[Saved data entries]
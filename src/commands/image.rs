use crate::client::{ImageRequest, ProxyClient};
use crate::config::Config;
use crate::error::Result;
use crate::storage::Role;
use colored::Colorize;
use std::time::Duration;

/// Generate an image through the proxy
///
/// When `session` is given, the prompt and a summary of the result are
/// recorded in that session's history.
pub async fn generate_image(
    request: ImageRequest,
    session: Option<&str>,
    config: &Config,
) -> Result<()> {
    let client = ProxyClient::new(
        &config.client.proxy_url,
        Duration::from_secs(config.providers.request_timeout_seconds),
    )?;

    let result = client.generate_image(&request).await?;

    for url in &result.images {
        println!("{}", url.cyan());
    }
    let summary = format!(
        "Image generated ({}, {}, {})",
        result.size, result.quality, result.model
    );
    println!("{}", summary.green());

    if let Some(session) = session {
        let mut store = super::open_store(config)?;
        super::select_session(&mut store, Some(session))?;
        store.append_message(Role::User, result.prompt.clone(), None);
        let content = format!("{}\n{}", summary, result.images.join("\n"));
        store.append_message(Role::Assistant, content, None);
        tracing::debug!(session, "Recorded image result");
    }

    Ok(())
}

==

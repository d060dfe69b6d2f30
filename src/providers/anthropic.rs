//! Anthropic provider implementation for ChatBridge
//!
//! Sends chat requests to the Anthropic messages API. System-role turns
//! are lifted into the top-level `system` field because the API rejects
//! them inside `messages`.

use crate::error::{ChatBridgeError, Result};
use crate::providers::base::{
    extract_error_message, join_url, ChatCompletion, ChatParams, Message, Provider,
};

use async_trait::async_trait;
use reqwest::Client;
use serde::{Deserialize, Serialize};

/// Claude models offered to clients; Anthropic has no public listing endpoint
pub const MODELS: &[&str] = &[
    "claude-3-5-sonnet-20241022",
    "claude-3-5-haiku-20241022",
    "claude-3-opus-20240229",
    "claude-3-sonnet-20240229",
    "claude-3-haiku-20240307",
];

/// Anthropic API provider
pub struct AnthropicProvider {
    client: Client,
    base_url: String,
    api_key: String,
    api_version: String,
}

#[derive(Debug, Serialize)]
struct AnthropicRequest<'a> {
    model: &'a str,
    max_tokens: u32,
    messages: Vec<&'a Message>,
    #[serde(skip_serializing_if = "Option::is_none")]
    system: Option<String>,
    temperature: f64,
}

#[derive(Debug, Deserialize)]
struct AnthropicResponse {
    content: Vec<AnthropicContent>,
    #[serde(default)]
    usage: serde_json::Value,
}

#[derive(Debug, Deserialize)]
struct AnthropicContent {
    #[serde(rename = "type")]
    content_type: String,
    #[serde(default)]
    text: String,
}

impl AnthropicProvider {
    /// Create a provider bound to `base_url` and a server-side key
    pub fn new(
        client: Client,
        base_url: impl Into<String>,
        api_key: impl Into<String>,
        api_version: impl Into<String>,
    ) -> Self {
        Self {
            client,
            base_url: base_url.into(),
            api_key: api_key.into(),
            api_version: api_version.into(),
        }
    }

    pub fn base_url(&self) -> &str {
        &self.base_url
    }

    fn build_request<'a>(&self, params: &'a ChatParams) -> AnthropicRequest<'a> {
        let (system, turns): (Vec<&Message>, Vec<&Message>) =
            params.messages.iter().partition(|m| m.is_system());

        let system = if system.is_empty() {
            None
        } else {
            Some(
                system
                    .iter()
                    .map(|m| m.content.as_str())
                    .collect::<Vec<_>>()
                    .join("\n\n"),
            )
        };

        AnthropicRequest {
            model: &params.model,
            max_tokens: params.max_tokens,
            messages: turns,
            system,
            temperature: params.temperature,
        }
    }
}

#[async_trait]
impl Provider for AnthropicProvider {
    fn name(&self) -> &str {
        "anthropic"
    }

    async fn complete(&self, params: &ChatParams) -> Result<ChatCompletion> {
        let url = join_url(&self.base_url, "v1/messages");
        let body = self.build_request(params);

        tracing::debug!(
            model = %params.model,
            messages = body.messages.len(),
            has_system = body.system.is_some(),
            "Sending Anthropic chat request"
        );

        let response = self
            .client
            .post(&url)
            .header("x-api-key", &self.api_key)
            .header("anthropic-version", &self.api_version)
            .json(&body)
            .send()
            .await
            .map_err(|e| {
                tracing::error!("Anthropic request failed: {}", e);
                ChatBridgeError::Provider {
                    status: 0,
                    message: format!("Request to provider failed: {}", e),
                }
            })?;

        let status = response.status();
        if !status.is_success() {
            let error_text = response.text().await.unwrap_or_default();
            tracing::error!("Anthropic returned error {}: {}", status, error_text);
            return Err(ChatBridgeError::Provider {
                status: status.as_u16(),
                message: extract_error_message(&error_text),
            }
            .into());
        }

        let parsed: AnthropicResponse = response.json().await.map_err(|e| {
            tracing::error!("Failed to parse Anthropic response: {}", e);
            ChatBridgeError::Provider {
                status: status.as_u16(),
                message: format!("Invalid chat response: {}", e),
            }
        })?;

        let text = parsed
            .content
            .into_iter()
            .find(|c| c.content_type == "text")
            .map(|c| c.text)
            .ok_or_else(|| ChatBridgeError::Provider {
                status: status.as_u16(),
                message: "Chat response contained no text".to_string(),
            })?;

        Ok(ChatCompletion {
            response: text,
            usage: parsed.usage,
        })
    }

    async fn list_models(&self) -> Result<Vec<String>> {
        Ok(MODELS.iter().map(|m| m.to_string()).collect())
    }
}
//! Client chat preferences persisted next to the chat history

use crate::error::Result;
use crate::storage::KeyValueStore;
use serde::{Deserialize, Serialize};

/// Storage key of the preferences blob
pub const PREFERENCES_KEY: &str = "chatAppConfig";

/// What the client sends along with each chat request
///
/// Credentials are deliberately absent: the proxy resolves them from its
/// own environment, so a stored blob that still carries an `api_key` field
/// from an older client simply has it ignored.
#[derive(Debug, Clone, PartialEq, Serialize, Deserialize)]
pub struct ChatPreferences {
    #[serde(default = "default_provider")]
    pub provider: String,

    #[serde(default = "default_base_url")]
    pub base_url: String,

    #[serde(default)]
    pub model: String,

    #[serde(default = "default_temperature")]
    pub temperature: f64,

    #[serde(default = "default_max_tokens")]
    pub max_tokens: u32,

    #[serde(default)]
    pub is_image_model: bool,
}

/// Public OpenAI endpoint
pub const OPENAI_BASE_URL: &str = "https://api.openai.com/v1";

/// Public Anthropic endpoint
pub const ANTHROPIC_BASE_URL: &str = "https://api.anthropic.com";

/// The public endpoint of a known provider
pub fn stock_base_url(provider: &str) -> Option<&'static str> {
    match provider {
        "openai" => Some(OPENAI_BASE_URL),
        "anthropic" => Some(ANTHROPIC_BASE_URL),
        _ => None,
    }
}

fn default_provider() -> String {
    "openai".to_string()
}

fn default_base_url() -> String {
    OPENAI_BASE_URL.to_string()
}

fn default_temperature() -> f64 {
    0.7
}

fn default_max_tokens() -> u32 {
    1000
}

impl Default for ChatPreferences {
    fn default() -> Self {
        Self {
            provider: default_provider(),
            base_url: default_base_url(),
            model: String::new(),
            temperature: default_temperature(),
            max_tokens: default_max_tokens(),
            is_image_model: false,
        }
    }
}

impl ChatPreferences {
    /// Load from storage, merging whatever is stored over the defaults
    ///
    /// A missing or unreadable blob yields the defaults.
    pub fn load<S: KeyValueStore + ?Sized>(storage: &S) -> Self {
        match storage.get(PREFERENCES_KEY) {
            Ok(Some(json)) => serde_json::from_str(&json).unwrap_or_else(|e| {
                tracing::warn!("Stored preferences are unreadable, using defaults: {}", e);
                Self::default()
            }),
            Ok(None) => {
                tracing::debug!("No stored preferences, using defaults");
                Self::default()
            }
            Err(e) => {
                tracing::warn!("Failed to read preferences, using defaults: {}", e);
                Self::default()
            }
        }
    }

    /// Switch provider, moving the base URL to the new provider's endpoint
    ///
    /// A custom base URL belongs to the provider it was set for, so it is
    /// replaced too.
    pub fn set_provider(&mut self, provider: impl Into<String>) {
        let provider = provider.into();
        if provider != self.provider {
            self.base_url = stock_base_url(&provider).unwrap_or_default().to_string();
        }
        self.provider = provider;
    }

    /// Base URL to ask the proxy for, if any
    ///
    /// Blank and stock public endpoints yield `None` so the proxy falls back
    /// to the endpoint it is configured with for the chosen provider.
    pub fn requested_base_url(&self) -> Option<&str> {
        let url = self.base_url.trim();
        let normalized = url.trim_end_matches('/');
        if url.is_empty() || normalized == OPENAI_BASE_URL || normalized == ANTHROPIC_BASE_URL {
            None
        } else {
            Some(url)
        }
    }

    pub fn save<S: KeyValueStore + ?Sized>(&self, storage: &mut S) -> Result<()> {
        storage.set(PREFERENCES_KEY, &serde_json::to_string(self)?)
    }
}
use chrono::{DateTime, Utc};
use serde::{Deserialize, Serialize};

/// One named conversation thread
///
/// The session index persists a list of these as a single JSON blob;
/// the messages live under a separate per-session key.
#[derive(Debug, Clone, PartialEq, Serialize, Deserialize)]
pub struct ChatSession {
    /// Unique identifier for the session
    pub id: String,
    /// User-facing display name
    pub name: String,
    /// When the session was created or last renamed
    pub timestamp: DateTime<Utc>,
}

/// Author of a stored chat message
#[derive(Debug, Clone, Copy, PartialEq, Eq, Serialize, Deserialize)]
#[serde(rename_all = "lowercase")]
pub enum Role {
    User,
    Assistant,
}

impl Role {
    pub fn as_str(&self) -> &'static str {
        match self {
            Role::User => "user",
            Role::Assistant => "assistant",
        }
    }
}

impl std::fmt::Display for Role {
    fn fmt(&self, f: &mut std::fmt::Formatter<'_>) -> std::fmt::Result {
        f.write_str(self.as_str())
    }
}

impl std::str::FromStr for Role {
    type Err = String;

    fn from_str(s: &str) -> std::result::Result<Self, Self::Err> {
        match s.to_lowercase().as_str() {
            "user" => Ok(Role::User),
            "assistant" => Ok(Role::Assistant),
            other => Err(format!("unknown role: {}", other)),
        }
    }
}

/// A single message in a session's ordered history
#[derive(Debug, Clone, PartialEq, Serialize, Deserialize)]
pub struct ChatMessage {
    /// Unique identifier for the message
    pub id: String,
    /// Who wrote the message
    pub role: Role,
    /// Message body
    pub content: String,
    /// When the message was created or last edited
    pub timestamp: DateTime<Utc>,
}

◆ TRY IT
The output should be exactly the lines above from the line containing "the chosen provider." to the line containing "for the session", inclusive, with no other lines.

◆ EXERCISE RESPONSE
    /// to the endpoint it is configured with for the chosen provider.
    pub fn requested_base_url(&self) -> Option<&str> {
        let url = self.base_url.trim();
        let normalized = url.trim_end_matches('/');
        if url.is_empty() || normalized == OPENAI_BASE_URL || normalized == ANTHROPIC_BASE_URL {
            None
        } else {
            Some(url)
        }
    }

    pub fn save<S: KeyValueStore + ?Sized>(&self, storage: &mut S) -> Result<()> {
        storage.set(PREFERENCES_KEY, &serde_json::to_string(self)?)
    }
}
use chrono::{DateTime, Utc};
use serde::{Deserialize, Serialize};

/// One named conversation thread
///
/// The session index persists a list of these as a single JSON blob;
/// the messages live under a separate per-session key.
#[derive(Debug, Clone, PartialEq, Serialize, Deserialize)]
pub struct ChatSession {
    /// Unique identifier for the session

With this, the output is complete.